------ DATA TO EXAMINE

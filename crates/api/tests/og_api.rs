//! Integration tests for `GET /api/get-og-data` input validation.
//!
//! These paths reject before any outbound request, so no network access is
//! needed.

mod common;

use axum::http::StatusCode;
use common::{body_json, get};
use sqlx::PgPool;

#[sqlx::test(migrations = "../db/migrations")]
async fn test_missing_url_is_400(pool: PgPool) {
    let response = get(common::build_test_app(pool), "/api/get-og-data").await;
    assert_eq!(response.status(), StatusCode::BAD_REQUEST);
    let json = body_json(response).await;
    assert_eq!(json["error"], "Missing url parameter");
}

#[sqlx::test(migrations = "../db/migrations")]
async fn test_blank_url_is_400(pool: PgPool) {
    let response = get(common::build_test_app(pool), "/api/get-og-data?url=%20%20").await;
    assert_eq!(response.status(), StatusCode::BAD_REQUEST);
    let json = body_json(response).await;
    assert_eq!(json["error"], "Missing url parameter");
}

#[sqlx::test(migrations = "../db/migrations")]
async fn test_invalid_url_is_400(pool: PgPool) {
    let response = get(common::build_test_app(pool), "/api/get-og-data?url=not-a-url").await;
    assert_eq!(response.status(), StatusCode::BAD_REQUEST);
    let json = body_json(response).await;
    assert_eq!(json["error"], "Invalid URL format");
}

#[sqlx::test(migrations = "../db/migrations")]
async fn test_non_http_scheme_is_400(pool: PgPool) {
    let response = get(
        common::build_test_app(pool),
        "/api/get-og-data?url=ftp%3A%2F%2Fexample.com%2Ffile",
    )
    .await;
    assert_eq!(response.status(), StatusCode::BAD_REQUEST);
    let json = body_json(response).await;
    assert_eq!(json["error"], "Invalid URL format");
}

------------

[TO DO] Which lines in the records above contain the string "tests"? Copy them.

[TASK OUTPUT]
filename crates/api/tests/og_api.rs
//! Integration tests for `GET /api/get-og-data` input validation.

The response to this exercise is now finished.